[[ Records to use open ]]
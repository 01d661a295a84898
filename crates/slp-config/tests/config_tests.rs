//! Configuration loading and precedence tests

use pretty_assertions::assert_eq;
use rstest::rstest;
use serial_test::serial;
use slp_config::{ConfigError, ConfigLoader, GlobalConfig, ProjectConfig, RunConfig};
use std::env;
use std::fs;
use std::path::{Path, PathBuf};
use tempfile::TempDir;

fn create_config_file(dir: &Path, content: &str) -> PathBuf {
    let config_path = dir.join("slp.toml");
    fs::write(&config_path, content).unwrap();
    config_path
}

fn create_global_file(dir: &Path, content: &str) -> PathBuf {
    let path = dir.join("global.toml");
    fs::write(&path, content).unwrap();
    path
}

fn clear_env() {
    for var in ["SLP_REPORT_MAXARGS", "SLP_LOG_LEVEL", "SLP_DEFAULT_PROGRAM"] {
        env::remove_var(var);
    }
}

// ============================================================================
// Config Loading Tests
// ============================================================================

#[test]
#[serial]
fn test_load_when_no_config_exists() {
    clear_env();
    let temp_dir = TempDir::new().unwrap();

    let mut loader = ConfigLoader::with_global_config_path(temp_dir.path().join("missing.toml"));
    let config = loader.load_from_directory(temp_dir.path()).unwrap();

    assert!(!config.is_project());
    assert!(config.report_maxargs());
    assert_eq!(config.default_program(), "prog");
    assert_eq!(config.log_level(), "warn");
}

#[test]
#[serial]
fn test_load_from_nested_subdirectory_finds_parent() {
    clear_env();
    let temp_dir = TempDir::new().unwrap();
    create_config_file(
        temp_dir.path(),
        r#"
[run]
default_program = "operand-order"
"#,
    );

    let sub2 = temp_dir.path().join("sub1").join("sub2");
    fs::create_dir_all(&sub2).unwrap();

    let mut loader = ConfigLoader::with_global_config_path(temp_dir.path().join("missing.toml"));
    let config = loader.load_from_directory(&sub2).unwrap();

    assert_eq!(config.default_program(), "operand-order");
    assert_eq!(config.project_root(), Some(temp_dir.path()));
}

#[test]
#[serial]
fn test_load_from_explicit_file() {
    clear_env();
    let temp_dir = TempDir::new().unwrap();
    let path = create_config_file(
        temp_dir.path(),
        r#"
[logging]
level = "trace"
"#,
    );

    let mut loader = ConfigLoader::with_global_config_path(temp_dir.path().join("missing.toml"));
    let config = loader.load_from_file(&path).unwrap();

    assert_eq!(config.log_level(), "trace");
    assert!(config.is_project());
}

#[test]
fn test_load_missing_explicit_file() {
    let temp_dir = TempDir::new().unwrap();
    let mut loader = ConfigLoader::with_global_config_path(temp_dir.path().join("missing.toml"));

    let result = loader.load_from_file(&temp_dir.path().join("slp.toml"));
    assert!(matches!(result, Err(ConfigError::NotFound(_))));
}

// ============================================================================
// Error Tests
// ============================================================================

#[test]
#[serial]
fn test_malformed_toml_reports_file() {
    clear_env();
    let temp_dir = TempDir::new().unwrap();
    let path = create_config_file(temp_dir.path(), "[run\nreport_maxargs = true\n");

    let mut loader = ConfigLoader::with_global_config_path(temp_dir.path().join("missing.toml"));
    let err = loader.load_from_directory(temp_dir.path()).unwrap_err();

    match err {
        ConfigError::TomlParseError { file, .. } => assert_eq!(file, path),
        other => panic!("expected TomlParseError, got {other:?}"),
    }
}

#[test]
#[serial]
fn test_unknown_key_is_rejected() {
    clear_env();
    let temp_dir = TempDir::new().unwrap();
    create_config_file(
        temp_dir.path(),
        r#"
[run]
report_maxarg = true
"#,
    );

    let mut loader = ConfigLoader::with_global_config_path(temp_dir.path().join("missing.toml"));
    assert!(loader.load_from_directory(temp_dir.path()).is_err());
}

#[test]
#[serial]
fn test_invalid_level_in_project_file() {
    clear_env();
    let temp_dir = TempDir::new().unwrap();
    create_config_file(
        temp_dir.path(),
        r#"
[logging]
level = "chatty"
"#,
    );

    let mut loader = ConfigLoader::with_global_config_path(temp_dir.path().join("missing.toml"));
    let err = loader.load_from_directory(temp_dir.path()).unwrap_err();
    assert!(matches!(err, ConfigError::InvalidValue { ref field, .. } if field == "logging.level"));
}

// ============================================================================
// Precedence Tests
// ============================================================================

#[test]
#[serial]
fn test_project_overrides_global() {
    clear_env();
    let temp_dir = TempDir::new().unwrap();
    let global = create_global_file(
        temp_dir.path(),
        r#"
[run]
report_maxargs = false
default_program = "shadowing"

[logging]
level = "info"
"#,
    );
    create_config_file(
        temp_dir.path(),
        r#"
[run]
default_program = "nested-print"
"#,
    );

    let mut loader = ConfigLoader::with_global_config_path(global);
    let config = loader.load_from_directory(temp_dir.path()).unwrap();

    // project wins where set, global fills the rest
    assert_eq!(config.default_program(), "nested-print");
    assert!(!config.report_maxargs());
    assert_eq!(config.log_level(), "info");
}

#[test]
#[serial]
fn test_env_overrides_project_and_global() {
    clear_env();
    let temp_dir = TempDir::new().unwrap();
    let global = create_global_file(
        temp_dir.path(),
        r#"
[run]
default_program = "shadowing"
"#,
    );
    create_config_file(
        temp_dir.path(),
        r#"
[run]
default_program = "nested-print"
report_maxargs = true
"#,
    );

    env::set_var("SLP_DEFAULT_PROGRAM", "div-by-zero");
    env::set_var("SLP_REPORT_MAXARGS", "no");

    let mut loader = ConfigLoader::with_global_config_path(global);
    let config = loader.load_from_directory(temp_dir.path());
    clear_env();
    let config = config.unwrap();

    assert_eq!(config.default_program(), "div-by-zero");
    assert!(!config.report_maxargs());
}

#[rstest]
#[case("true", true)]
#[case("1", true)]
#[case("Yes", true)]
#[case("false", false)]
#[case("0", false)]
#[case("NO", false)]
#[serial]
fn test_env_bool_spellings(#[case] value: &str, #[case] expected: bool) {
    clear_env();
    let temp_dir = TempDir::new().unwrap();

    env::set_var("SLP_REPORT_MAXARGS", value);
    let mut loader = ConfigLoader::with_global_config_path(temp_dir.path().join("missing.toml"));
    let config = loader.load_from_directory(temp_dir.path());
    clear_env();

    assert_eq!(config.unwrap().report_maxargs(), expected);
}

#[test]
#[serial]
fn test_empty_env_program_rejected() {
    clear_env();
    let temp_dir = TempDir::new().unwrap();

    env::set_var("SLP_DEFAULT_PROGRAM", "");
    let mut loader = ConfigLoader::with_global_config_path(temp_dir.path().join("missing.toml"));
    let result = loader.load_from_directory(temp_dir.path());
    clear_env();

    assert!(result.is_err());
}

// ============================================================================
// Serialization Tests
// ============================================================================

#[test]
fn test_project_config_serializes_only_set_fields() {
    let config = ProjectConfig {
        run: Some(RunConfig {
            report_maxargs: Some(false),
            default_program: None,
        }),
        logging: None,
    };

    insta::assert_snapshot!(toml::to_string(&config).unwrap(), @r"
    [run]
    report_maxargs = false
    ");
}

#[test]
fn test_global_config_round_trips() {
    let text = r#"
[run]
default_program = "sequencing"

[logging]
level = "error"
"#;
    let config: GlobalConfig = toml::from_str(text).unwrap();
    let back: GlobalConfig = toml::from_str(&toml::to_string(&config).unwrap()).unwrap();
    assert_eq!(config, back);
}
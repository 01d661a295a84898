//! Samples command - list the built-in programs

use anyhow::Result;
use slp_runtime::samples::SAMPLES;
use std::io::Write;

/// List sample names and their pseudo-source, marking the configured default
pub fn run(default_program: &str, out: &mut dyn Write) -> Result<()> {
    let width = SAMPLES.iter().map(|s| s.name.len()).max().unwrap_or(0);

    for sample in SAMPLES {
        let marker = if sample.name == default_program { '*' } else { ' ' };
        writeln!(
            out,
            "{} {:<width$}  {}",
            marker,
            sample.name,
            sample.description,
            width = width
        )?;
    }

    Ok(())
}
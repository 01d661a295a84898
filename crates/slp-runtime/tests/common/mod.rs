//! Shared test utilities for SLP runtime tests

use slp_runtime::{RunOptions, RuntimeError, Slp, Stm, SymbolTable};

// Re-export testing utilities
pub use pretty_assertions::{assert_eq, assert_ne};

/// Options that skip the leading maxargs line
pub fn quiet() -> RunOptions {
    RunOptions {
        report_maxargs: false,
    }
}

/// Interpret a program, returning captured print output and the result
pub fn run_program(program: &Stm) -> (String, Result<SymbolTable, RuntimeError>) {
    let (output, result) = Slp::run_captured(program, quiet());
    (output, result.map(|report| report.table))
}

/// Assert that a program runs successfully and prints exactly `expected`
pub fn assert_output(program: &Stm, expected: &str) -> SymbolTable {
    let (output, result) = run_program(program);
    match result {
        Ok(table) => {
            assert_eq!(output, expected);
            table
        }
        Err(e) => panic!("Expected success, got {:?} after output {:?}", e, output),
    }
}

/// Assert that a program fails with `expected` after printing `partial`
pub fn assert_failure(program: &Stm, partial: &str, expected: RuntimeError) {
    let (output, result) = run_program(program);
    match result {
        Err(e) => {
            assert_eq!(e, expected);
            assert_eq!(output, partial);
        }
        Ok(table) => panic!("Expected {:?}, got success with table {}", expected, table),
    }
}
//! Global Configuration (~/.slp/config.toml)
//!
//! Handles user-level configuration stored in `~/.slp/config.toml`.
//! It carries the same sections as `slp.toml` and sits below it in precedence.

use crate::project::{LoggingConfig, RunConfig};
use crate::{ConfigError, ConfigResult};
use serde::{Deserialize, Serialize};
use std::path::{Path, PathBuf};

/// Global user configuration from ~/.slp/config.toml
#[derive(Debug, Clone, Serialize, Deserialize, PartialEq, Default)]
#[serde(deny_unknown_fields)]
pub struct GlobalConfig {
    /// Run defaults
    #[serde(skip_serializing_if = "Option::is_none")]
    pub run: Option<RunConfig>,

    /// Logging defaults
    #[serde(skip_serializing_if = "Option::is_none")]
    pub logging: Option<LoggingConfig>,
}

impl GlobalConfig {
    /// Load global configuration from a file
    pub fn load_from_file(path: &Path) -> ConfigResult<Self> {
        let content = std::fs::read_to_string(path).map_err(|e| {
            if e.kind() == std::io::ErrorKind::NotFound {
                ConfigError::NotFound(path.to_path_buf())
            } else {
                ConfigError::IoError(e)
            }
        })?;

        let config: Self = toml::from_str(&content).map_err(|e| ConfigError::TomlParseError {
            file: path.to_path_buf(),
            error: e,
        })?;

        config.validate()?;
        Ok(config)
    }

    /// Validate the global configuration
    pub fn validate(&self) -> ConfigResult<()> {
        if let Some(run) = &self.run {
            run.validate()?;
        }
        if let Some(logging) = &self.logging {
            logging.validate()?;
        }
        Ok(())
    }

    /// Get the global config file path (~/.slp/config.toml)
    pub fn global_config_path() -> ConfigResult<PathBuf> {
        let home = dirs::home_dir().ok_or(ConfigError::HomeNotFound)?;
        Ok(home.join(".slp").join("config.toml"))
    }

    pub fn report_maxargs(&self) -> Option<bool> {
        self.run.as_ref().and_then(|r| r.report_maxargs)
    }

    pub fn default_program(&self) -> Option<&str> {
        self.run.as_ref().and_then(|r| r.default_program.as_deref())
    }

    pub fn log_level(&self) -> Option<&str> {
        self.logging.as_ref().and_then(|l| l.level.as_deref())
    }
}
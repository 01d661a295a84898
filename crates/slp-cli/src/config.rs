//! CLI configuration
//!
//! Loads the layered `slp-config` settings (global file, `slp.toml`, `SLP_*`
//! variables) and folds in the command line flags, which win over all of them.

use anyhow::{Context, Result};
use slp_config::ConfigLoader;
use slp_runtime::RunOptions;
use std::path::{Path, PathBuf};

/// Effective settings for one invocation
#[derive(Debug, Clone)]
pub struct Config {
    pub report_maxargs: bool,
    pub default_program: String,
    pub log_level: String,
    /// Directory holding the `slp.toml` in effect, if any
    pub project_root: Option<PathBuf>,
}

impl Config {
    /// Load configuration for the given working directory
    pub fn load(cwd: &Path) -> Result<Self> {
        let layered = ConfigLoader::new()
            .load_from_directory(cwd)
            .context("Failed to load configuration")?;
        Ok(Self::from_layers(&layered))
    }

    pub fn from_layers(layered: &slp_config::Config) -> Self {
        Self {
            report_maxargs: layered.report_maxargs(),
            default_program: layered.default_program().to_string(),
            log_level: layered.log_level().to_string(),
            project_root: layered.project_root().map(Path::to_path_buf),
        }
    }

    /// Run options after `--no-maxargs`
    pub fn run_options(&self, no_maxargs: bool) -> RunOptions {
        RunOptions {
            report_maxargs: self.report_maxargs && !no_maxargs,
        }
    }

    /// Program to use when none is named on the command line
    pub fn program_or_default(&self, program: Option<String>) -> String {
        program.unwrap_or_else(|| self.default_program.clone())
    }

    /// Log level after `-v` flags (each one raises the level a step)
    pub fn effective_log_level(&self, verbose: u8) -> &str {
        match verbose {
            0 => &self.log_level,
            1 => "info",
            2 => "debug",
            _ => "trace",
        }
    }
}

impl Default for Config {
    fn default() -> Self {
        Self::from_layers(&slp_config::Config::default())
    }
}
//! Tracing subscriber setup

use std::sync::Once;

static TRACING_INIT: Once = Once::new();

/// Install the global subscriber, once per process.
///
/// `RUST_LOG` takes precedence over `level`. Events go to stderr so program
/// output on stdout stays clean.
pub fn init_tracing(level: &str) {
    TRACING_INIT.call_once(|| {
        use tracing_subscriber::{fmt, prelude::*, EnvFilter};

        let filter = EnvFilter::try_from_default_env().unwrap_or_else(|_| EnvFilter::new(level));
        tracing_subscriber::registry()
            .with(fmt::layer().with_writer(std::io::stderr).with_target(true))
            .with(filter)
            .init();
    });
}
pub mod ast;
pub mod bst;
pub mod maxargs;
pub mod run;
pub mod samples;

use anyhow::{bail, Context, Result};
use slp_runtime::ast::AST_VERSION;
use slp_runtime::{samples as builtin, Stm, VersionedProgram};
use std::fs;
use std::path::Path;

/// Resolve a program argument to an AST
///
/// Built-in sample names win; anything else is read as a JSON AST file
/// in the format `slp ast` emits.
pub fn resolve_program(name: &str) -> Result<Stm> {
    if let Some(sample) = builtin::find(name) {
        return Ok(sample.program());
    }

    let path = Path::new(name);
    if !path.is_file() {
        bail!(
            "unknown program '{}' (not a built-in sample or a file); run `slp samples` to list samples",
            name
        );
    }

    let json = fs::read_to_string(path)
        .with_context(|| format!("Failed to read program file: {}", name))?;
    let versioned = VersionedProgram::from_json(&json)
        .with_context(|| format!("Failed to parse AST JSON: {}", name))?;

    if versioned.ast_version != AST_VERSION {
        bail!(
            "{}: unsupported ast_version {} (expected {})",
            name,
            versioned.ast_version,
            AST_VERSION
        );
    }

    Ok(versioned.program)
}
[[ Records to use closed ]]
Could you reproduce exactly the lines of the entries above, from the one with "assert_eq!(config, back);" through the one with "the configured default", and nothing else?

    assert_eq!(config, back);
}
repository 01d661a295a84898
//! Samples command - list the built-in programs

use anyhow::Result;
use slp_runtime::samples::SAMPLES;
use std::io::Write;

/// List sample names and their pseudo-source, marking the configured default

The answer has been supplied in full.